Start of Task data
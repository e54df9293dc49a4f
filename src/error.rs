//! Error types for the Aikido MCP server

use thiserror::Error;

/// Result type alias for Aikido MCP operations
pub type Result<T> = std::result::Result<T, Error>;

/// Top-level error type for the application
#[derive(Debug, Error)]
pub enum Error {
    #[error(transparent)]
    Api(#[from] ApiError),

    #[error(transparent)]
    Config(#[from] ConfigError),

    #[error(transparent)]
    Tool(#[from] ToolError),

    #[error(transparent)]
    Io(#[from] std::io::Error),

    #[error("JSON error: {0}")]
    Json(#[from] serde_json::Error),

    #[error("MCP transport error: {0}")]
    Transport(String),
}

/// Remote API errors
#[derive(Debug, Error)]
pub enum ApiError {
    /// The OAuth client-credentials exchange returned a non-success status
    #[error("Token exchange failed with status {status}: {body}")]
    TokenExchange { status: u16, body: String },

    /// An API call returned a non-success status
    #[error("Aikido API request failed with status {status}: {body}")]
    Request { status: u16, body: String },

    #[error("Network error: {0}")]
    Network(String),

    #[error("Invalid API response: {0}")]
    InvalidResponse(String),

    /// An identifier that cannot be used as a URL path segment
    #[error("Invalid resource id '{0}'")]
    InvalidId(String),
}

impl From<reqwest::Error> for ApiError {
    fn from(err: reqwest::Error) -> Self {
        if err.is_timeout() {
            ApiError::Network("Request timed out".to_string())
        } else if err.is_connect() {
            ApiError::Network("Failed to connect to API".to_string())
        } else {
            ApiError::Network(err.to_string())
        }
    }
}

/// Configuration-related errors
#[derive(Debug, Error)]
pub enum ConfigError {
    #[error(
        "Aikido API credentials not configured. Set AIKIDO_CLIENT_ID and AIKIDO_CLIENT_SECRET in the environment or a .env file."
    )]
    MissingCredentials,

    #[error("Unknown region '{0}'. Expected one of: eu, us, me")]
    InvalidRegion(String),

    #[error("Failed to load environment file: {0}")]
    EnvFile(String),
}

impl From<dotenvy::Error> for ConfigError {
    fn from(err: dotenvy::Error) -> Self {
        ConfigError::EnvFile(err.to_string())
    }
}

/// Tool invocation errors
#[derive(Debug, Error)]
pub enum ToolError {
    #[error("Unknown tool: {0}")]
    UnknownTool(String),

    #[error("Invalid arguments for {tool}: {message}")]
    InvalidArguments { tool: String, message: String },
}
End of Task data
Start of Task data
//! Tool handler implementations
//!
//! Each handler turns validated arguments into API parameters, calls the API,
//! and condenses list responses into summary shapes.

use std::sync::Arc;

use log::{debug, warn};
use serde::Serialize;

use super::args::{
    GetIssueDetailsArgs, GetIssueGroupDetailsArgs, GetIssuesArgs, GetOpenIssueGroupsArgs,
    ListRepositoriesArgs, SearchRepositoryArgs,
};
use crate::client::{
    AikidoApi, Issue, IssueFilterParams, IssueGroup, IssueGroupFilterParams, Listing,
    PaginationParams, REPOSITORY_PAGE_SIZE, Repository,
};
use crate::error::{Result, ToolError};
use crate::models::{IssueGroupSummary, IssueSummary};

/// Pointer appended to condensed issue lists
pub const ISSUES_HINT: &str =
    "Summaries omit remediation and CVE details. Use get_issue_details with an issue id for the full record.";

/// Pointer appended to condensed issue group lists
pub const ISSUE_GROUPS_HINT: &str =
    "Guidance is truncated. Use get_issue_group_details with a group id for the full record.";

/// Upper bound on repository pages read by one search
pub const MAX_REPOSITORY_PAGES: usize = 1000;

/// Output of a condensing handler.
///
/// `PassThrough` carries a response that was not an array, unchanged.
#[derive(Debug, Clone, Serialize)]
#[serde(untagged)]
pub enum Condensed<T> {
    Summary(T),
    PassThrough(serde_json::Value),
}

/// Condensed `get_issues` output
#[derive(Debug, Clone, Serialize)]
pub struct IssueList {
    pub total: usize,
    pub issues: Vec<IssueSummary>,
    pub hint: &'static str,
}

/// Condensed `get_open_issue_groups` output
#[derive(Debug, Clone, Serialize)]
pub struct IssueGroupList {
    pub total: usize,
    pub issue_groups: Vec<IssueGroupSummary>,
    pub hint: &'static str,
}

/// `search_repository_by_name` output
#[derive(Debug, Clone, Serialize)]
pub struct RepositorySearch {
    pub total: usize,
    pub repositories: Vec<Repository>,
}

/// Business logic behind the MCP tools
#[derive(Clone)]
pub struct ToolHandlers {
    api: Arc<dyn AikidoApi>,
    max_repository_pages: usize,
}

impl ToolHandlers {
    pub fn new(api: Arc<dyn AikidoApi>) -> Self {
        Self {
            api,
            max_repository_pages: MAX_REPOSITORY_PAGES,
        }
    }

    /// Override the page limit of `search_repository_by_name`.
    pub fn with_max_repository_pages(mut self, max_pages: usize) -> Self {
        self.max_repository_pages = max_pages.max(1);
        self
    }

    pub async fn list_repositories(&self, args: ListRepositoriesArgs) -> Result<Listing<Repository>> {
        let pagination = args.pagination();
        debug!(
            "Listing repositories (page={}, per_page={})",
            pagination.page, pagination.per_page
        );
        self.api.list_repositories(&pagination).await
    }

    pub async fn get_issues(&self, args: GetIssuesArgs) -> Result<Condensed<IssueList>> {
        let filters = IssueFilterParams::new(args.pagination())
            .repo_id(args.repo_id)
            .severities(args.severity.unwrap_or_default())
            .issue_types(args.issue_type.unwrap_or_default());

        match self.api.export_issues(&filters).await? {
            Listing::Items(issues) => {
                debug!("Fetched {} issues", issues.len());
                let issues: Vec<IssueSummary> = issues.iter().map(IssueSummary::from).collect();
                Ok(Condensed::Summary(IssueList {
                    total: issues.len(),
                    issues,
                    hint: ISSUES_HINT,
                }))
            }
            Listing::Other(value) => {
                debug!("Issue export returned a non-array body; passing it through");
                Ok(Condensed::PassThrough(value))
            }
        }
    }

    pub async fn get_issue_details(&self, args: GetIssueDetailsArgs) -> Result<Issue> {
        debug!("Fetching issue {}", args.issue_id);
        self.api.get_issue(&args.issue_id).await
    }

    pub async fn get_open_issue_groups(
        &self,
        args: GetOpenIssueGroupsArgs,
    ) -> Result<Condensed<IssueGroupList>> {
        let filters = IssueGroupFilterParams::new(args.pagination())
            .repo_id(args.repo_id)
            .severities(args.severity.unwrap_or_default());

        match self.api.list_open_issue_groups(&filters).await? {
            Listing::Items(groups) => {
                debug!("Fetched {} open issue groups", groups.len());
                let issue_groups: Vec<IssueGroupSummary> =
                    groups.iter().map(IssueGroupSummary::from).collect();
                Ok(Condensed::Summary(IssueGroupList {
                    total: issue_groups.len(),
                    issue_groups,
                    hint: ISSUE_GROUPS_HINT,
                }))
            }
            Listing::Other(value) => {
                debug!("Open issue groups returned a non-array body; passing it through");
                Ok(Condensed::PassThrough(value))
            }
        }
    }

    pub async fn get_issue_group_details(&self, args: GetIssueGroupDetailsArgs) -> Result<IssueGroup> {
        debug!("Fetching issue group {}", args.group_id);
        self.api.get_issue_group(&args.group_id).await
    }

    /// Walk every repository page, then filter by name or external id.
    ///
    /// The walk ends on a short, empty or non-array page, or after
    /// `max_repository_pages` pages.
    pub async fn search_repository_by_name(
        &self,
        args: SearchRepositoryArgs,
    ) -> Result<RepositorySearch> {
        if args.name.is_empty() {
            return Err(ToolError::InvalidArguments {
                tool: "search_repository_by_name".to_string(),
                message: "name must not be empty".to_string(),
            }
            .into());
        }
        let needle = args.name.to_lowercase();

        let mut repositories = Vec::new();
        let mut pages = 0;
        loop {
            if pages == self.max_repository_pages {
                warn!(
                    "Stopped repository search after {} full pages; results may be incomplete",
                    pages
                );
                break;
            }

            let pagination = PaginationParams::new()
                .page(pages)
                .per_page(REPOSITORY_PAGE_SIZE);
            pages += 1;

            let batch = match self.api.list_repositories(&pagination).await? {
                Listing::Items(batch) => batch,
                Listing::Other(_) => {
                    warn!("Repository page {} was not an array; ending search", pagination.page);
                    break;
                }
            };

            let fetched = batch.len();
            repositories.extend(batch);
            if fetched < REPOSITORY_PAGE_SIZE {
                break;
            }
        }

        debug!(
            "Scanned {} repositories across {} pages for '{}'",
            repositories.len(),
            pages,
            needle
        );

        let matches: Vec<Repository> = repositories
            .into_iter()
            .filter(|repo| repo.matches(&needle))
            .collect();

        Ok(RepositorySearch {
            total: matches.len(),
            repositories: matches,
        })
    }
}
End of Task data
■ Activity ■
Copy the records above exactly, beginning at the line that contains "Override the page" and stopping after the line that contains "pub async fn get_issues(&self, args: GetIssuesArgs)".

■ Output for this task ■
    /// Override the page limit of `search_repository_by_name`.
    pub fn with_max_repository_pages(mut self, max_pages: usize) -> Self {
        self.max_repository_pages = max_pages.max(1);
        self
    }

    pub async fn list_repositories(&self, args: ListRepositoriesArgs) -> Result<Listing<Repository>> {
        let pagination = args.pagination();
        debug!(
            "Listing repositories (page={}, per_page={})",
            pagination.page, pagination.per_page
        );
        self.api.list_repositories(&pagination).await
    }

    pub async fn get_issues(&self, args: GetIssuesArgs) -> Result<Condensed<IssueList>> {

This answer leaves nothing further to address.